There is no ruling or new rule triggering this alert. What there is, is a widespread contractual pattern that is rarely reviewed: vendors —SaaS, consultancies, agencies, platforms— insert brand-use clauses into their standard contracts with understandable marketing logic. They want to show who their clients are. The problem lies in the asymmetry: the vendor drafts the contract, the client signs it under operational urgency. The most common clauses take some of these forms:

  • Authorization to use the client's name and logo in marketing materials, client lists, and press releases.
  • Agreement to participate as a reference or testimonial.
  • Authorization to publish a case study, subject only to prior notice (not approval).
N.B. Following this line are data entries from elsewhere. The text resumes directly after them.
//! Synthetic provider for offline development.
//!
//! Produces a deterministic random walk per symbol. Series produced here are
//! tagged `DataSource::Synthetic` and must never be mistaken for market data.

use super::provider::{clip_or_empty, DataError, DataProvider, DataSource};
use crate::domain::{IndexSeries, PricePoint};
use chrono::{Datelike, NaiveDate};
use rand::rngs::StdRng;
use rand::{Rng, SeedableRng};

/// Random-walk provider seeded from the symbol name.
#[derive(Debug, Clone, Default)]
pub struct SyntheticProvider {
    /// Symbols this provider pretends not to know (for exercising fallbacks).
    unknown: Vec<String>,
}

impl SyntheticProvider {
    pub fn new() -> Self {
        Self::default()
    }

    /// Make `fetch` fail with `SymbolNotFound` for these symbols.
    pub fn with_unknown_symbols(symbols: &[&str]) -> Self {
        Self {
            unknown: symbols.iter().map(|s| s.to_string()).collect(),
        }
    }
}

/// Generate weekday closes from a starting level of 100.0.
pub fn generate_walk(symbol: &str, start: NaiveDate, end: NaiveDate) -> Vec<PricePoint> {
    let seed: [u8; 32] = *blake3::hash(symbol.as_bytes()).as_bytes();
    let mut rng = StdRng::from_seed(seed);

    let mut points = Vec::new();
    let mut price = 100.0_f64;
    let mut current = start;

    while current <= end {
        let weekday = current.weekday();
        if weekday != chrono::Weekday::Sat && weekday != chrono::Weekday::Sun {
            let daily_return: f64 = rng.gen_range(-0.02..0.0205);
            price *= 1.0 + daily_return;
            points.push(PricePoint::new(current, price));
        }
        match current.succ_opt() {
            Some(next) => current = next,
            None => break,
        }
    }

    points
}

impl DataProvider for SyntheticProvider {
    fn name(&self) -> &str {
        "synthetic"
    }

    fn source(&self) -> DataSource {
        DataSource::Synthetic
    }

    fn fetch(
        &self,
        symbol: &str,
        display_name: &str,
        start: NaiveDate,
        end: NaiveDate,
    ) -> Result<IndexSeries, DataError> {
        if self.unknown.iter().any(|s| s == symbol) {
            return Err(DataError::SymbolNotFound {
                symbol: symbol.to_string(),
            });
        }
        let series = IndexSeries::new(display_name, generate_walk(symbol, start, end));
        clip_or_empty(series, symbol, start, end)
    }
}

#[cfg(test)]
mod tests {
    use super::*;

    fn range() -> (NaiveDate, NaiveDate) {
        (
            NaiveDate::from_ymd_opt(2024, 1, 1).unwrap(),
            NaiveDate::from_ymd_opt(2024, 1, 31).unwrap(),
        )
    }

    #[test]
    fn walk_is_deterministic_per_symbol() {
        let (s, e) = range();
        assert_eq!(generate_walk("^GSPC", s, e), generate_walk("^GSPC", s, e));
        assert_ne!(
            generate_walk("^GSPC", s, e)[0].close,
            generate_walk("^N225", s, e)[0].close
        );
    }

    #[test]
    fn walk_skips_weekends() {
        let (s, e) = range();
        let walk = generate_walk("^GSPC", s, e);
        assert_eq!(walk.len(), 23);
        assert!(walk
            .iter()
            .all(|p| !matches!(p.date.weekday(), chrono::Weekday::Sat | chrono::Weekday::Sun)));
    }

    #[test]
    fn unknown_symbol_fails() {
        let (s, e) = range();
        let p = SyntheticProvider::with_unknown_symbols(&["^KLSE"]);
        assert!(p.fetch("^KLSE", "KLCI", s, e).is_err());
        assert!(p.fetch("^FBMKLCI", "KLCI", s, e).is_ok());
    }
}
//! Returns engine: pure transforms from a price table to derived tables.
//!
//! Every function here is table in, table out. Missing cells are never filled:
//! a return exists only where both endpoints are present in the same column.

use chrono::NaiveDate;
use indexlab_core::domain::{IndexSeries, MarketTable, TableColumn};
use serde::{Deserialize, Serialize};

/// Fixed trading-day approximation of one year.
pub const TRADING_DAYS_PER_YEAR: usize = 252;

/// A rolling-window length expressed in trading days.
#[derive(Debug, Clone, Copy, PartialEq, Eq, Hash, Serialize, Deserialize)]
pub struct Horizon {
    pub years: u32,
}

impl Horizon {
    pub fn years(years: u32) -> Self {
        Self { years }
    }

    /// `years * 252` rows, not calendar days.
    pub fn trading_days(&self) -> usize {
        self.years as usize * TRADING_DAYS_PER_YEAR
    }

    /// Display label, e.g. `1 Year`, `5 Years`.
    pub fn label(&self) -> String {
        if self.years == 1 {
            "1 Year".to_string()
        } else {
            format!("{} Years", self.years)
        }
    }
}

/// A table derived from a [`MarketTable`]: same dates, same column order.
///
/// Depending on the producer, values are simple returns (raw ratios), growth
/// factors, or rebased index levels.
#[derive(Debug, Clone, PartialEq, Serialize, Deserialize)]
pub struct ReturnTable {
    dates: Vec<NaiveDate>,
    columns: Vec<TableColumn>,
}

impl ReturnTable {
    fn map_columns<F>(table: &MarketTable, f: F) -> Self
    where
        F: Fn(&[Option<f64>]) -> Vec<Option<f64>>,
    {
        Self {
            dates: table.dates().to_vec(),
            columns: table
                .columns()
                .iter()
                .map(|c| TableColumn {
                    name: c.name.clone(),
                    values: f(&c.values),
                })
                .collect(),
        }
    }

    pub fn dates(&self) -> &[NaiveDate] {
        &self.dates
    }

    pub fn columns(&self) -> &[TableColumn] {
        &self.columns
    }

    pub fn names(&self) -> Vec<&str> {
        self.columns.iter().map(|c| c.name.as_str()).collect()
    }

    pub fn row_count(&self) -> usize {
        self.dates.len()
    }

    pub fn column(&self, name: &str) -> Option<&TableColumn> {
        self.columns.iter().find(|c| c.name == name)
    }

    /// Present values of one column, in date order.
    pub fn valid(&self, name: &str) -> Vec<f64> {
        self.column(name)
            .map(|c| c.values.iter().flatten().copied().collect())
            .unwrap_or_default()
    }

    /// Rows where every column has a value, as `(date, values in column order)`.
    pub fn complete_rows(&self) -> Vec<(NaiveDate, Vec<f64>)> {
        if self.columns.is_empty() {
            return Vec::new();
        }
        (0..self.dates.len())
            .filter_map(|row| {
                let values: Option<Vec<f64>> =
                    self.columns.iter().map(|c| c.values[row]).collect();
                values.map(|v| (self.dates[row], v))
            })
            .collect()
    }
}

fn pct_change(values: &[Option<f64>], periods: usize) -> Vec<Option<f64>> {
    (0..values.len())
        .map(|i| {
            if i < periods {
                return None;
            }
            match (values[i - periods], values[i]) {
                (Some(prev), Some(cur)) if prev != 0.0 => Some(cur / prev - 1.0),
                _ => None,
            }
        })
        .collect()
}

/// Row-adjacent simple returns per column.
///
/// Row 0 is always absent, as is any row whose own or previous cell is absent.
pub fn daily_returns(table: &MarketTable) -> ReturnTable {
    ReturnTable::map_columns(table, |v| pct_change(v, 1))
}

/// Running product of `1 + r` over the present returns of each column.
///
/// Absent cells stay absent and do not reset the product.
pub fn cumulative_returns(daily: &ReturnTable) -> ReturnTable {
    let columns = daily
        .columns
        .iter()
        .map(|c| {
            let mut growth = 1.0;
            let values = c
                .values
                .iter()
                .map(|r| {
                    r.map(|r| {
                        growth *= 1.0 + r;
                        growth
                    })
                })
                .collect();
            TableColumn {
                name: c.name.clone(),
                values,
            }
        })
        .collect();
    ReturnTable {
        dates: daily.dates.clone(),
        columns,
    }
}

/// Return over `horizon_days` rows: `v[i] / v[i - h] - 1`, no fill.
pub fn rolling_returns(table: &MarketTable, horizon_days: usize) -> ReturnTable {
    ReturnTable::map_columns(table, |v| pct_change(v, horizon_days))
}

/// Each column rebased to 100 at its first present value.
pub fn normalized_performance(table: &MarketTable) -> ReturnTable {
    ReturnTable::map_columns(table, |v| {
        let base = v.iter().flatten().next().copied();
        v.iter()
            .map(|x| match (x, base) {
                (Some(x), Some(b)) => Some(x / b * 100.0),
                _ => None,
            })
            .collect()
    })
}

/// Cumulative growth of one index over its own observations.
///
/// Starts at the second observation; the value at each point equals
/// `close / first_close`.
pub fn series_cumulative_returns(series: &IndexSeries) -> Vec<(NaiveDate, f64)> {
    let mut growth = 1.0;
    series
        .daily_returns()
        .into_iter()
        .map(|(date, r)| {
            growth *= 1.0 + r;
            (date, growth)
        })
        .collect()
}

/// Pairwise Pearson correlations, indexed like `names`.
#[derive(Debug, Clone, PartialEq, Serialize, Deserialize)]
pub struct CorrelationMatrix {
    pub names: Vec<String>,
    pub values: Vec<Vec<f64>>,
    /// Number of complete rows the coefficients were computed over.
    pub observations: usize,
}

impl CorrelationMatrix {
    pub fn get(&self, a: &str, b: &str) -> Option<f64> {
        let i = self.names.iter().position(|n| n == a)?;
        let j = self.names.iter().position(|n| n == b)?;
        Some(self.values[i][j])
    }
}

fn pearson(xs: &[f64], ys: &[f64]) -> f64 {
    let n = xs.len();
    if n < 2 {
        return f64::NAN;
    }
    let mx = xs.iter().sum::<f64>() / n as f64;
    let my = ys.iter().sum::<f64>() / n as f64;
    let mut sxy = 0.0;
    let mut sxx = 0.0;
    let mut syy = 0.0;
    for (x, y) in xs.iter().zip(ys) {
        let dx = x - mx;
        let dy = y - my;
        sxy += dx * dy;
        sxx += dx * dx;
        syy += dy * dy;
    }
    if sxx == 0.0 || syy == 0.0 {
        return f64::NAN;
    }
    sxy / (sxx * syy).sqrt()
}

/// Correlation of daily returns over rows where every index has a return.
pub fn correlation_matrix(daily: &ReturnTable) -> CorrelationMatrix {
    let rows = daily.complete_rows();
    let k = daily.columns.len();
    let series: Vec<Vec<f64>> = (0..k)
        .map(|j| rows.iter().map(|(_, v)| v[j]).collect())
        .collect();

    let values = (0..k)
        .map(|i| (0..k).map(|j| pearson(&series[i], &series[j])).collect())
        .collect();

    CorrelationMatrix {
        names: daily.names().into_iter().map(str::to_string).collect(),
        values,
        observations: rows.len(),
    }
}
Under current Chilean law, accepting these clauses without negotiating them implies granting a free license over assets protected by Law 19,039 as regards registered trademarks, and by Law 17,336 as regards logos and graphic pieces as artistic works. The license does not automatically expire when the contract ends if no survival clause with a defined term is included. The rule is simple: what is not expressly prohibited in the contract is understood to be authorized to the extent the text so provides.

What this can mean for your company

The most immediate risk is involuntary reputational association. If the vendor faces a crisis —data breach, regulatory sanction, serious labor complaint, fraud— your logo keeps appearing on its site and in its materials until there is a removal order. In the worst case, that association is public and reaches your own clients before you have time to react. There is another angle. Repeated use of your brand on the vendor's website may lead third parties to infer a partnership, endorsement, or business affiliation that does not exist. That weakens control over your brand and, in more serious scenarios, can open discussions about implied licenses or the owner's tolerance of the use. Law 19,039 protects the owner who acts, not the one who stays silent. The gray area lies in the degrees of use. It is not the same to appear in an internal client list —lower risk— as on the vendor's homepage, or in a paid LinkedIn campaign. The problem is that standard clauses do not distinguish: they authorize "marketing materials" without limiting channel, scope, or duration. What seems reasonable when signed by the commercial team can become a commitment that no one on the legal team would have accepted after reading the full text. Added to this is the loss of licensing opportunities. If your brand has enough value for a vendor to want to display it, it has enough value to be part of a brand licensing program with compensation. The clause signed for free today may close that door tomorrow or, at the very least, complicate the negotiation. Finally, when the vendor suffers an incident —a personal data breach, for example— your company may be exposed not only to reputational harm, but to direct costs: notices to data subjects required by Law 21,719, monitoring, possible claims before the Personal Data Protection Agency created by the same law, and class actions channeled through SERNAC. The link to the sanctioned vendor worsens the exposure.

What you can do

If your company signs contracts with vendors on a recurring basis —and practically all do—, the immediate risk lies in the active contracts that no one reviewed on that point. Three concrete actions:

  1. Audit the active contracts with the highest exposure. Identify the vendors whose reputational incident could affect you the most (personal data processors, platforms with access to customers, partners with visibility in your market) and review whether their contracts contain brand-use clauses. If they do and the vendor is already displaying your logo, request removal and negotiate the inclusion of a restrictive clause with prior approval and a defined removal period.
  2. Include an IP protection clause in new contracts. The text to negotiate should require prior, express, and written approval for each specific use; state that the authorization does not constitute a general license; set a maximum removal period —5 business days is the reasonable standard— upon client notice; and expressly state the clause's survival after the contract ends. The contractual penalty for breach, governed by arts. 1535 et seq. of the Civil Code, is the teeth that makes removal enforceable.
  3. Establish an internal brand-use authorization policy. Designate a responsible area —ideally Marketing together with Legal— to approve any brand use by third parties, keep a record of active authorizations, and conduct periodic reviews of materials published by relevant vendors. Without an internal policy, the same clause that Legal negotiates can be accepted by the commercial team in the next contract.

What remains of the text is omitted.